Op vrijwel dezelfde manier bestrijdt de FIA nu een verandering in aanpak voor de nieuwste generatie auto’s. In plaats van dat een hoge hark de juiste keuze is voor de 2022 grondeffectmachines, moeten ze stijver worden geveerd en laag en plat op de grond worden uitgevoerd. Als gevolg daarvan vertonen ze een ander gedrag dan hun voorgangers.
plank
Foto door: Giorgio Piola
Van sommige teams wordt aangenomen dat ze secties van de skids rond de rand van de voorgeschreven holes hebben verdeeld. Sommige hiervan zijn flexibeler dan de rest en bewegen op en neer wanneer er belasting op wordt uitgeoefend.
Dit is om ervoor te zorgen dat, wanneer dit gedeelte in contact komt met het oppervlak van de baan, het zich naar boven terugtrekt, waardoor slijtage wordt verminderd in vergelijking met de stijvere delen. Dit zorgt ervoor dat aan het einde van een race dit ‘beweegbare’ gedeelte ongedragen blijft om ervoor te zorgen dat de auto volledig aan de regels voldoet.
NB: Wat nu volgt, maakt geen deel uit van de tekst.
//! Veil Paint API
//!
//! The drawable surface the erasable mask lives on.
//!
//! # Features
//!
//! - Surface trait with normal and subtractive composite modes
//! - Shape primitives (rect, circle, two-half cubic oval)
//! - Solid and radial gradient fills, repeating image fills
//! - Best-effort pixel alpha reads with edge-aware sampling
//! - `PixmapSurface`: tiny-skia raster backend with PNG I/O
//! - `RecordingSurface`: command log for hosts that rasterize elsewhere

pub mod color;
pub mod context;
pub mod gradient;
pub mod path;
pub mod pixmap;
pub mod primitives;
pub mod surface;

pub use color::Color;
pub use context::{CommandLog, PaintCommand, RecordingSurface};
pub use gradient::{GradientStop, RadialGradient};
pub use path::{Path, PathBuilder, PathCommand, Point};
pub use pixmap::PixmapSurface;
pub use primitives::*;
pub use surface::{
    CompositeMode, FillStyle, MaskImage, Result, Surface, SurfaceError, Transform2D,
};
//! Easing curve sampling

use anyhow::{Context, Result};
use veil_animation::{Easing, EasingRegistry};

/// Resolve a curve name or a comma-separated list of control coordinates
pub fn resolve(curve: &str) -> Result<Easing> {
    if curve.contains(',') {
        let control = curve
            .split(',')
            .map(|v| {
                v.trim()
                    .parse::<f64>()
                    .with_context(|| format!("Invalid control coordinate `{}`", v.trim()))
            })
            .collect::<Result<Vec<_>>>()?;
        return Easing::control_points(&control)
            .with_context(|| format!("Invalid control points `{}`", curve));
    }
    EasingRegistry::new()
        .get(curve)
        .with_context(|| format!("Unknown easing curve `{}`", curve))
}

/// `(progress, value)` pairs at `samples + 1` evenly spaced points
pub fn sample(easing: &Easing, samples: usize) -> Vec<(f64, f64)> {
    let samples = samples.max(1);
    (0..=samples)
        .map(|i| {
            let p = i as f64 / samples as f64;
            (p, easing.apply(p))
        })
        .collect()
}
Teams hebben deze verschillende secties kunnen benutten omdat de pads die de statische flexie meten in de FIA-keuringsruimte 20 mm groter zijn in diameter dan de gaten. Daarom worden eventuele doorsnedeverschillen in het oppervlak door de pad overlapt.
Om dit tegen te gaan, bepaalt de nieuwe technische richtlijn van de FIA: “De lokale stijfheid rond de omtrek van deze drie gaten voor een radiale afstand van 15 mm buiten de omtrek moet uniform zijn, met een afwijking van niet meer dan +/- 10%”.
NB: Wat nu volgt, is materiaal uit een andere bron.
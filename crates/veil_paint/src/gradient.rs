//! Gradient fills

use crate::color::Color;
use crate::path::Point;

/// A gradient stop
#[derive(Clone, Copy, Debug, PartialEq)]
pub struct GradientStop {
    pub offset: f32, // 0.0 to 1.0
    pub color: Color,
}

/// Radial gradient centered on a single point
#[derive(Clone, Debug, PartialEq)]
pub struct RadialGradient {
    pub center: Point,
    pub radius: f32,
    pub stops: Vec<GradientStop>,
}

impl RadialGradient {
    /// Create a simple radial gradient between two colors
    pub fn simple(center: Point, radius: f32, from: Color, to: Color) -> Self {
        Self {
            center,
            radius,
            stops: vec![
                GradientStop {
                    offset: 0.0,
                    color: from,
                },
                GradientStop {
                    offset: 1.0,
                    color: to,
                },
            ],
        }
    }

    /// Ring fading from opaque `color` at `inner` to transparent at `outer`.
    ///
    /// Everything inside `inner` is fully opaque.
    pub fn feather_ring(center: Point, inner: f32, outer: f32, color: Color) -> Self {
        let split = if outer > 0.0 {
            (inner / outer).clamp(0.0, 1.0)
        } else {
            1.0
        };
        Self {
            center,
            radius: outer,
            stops: vec![
                GradientStop {
                    offset: split,
                    color: color.with_alpha(1.0),
                },
                GradientStop {
                    offset: 1.0,
                    color: color.with_alpha(0.0),
                },
            ],
        }
    }
}

#[cfg(test)]
mod tests {
    use super::*;

    #[test]
    fn test_feather_ring_stops() {
        let ring = RadialGradient::feather_ring(Point::ZERO, 20.0, 30.0, Color::BLACK);
        assert_eq!(ring.radius, 30.0);
        assert!((ring.stops[0].offset - 2.0 / 3.0).abs() < 1e-6);
        assert_eq!(ring.stops[0].color.a, 1.0);
        assert_eq!(ring.stops[1].color.a, 0.0);
    }
}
Bovendien wordt artikel 3.5.9.e met betrekking tot slijtage van de plank ook uitgebreid, waarbij nu ongeveer 75% van de omtrek van het gat moet worden nageleefd.
Beide maatregelen zullen de praktijk van beweegbare skidblocks effectief verbieden, dus elk team dat dat deed, zal nu zijn auto op een andere manier moeten besturen.
Het lijkt misschien oneerlijk voor het bestuursorgaan om halverwege een seizoen wijzigingen aan te brengen, maar in overeenstemming met artikel 3.15.1 van het technisch reglement behoudt de FIA zich het recht voor om verdere belasting-/doorbuigingstests in te voeren op elk deel van de carrosserie die lijkt te bewegen (of wordt vermoed) terwijl de auto in beweging is.
Het valt nog te bezien of deze veranderingen een dramatisch effect zullen hebben op de pikorde, maar er zijn ongetwijfeld teams die wijzigingen zullen moeten aanbrengen om in lijn te komen, en dat kan het ontwikkelingspad dat ze hebben bewandeld belemmeren en hen dwingen in nieuwe richtingen.
Dit kan een kostbare exercitie zijn, niet alleen vanuit financieel oogpunt, maar ook in termen van het maken van een ommezwaai in ontwikkelingszin.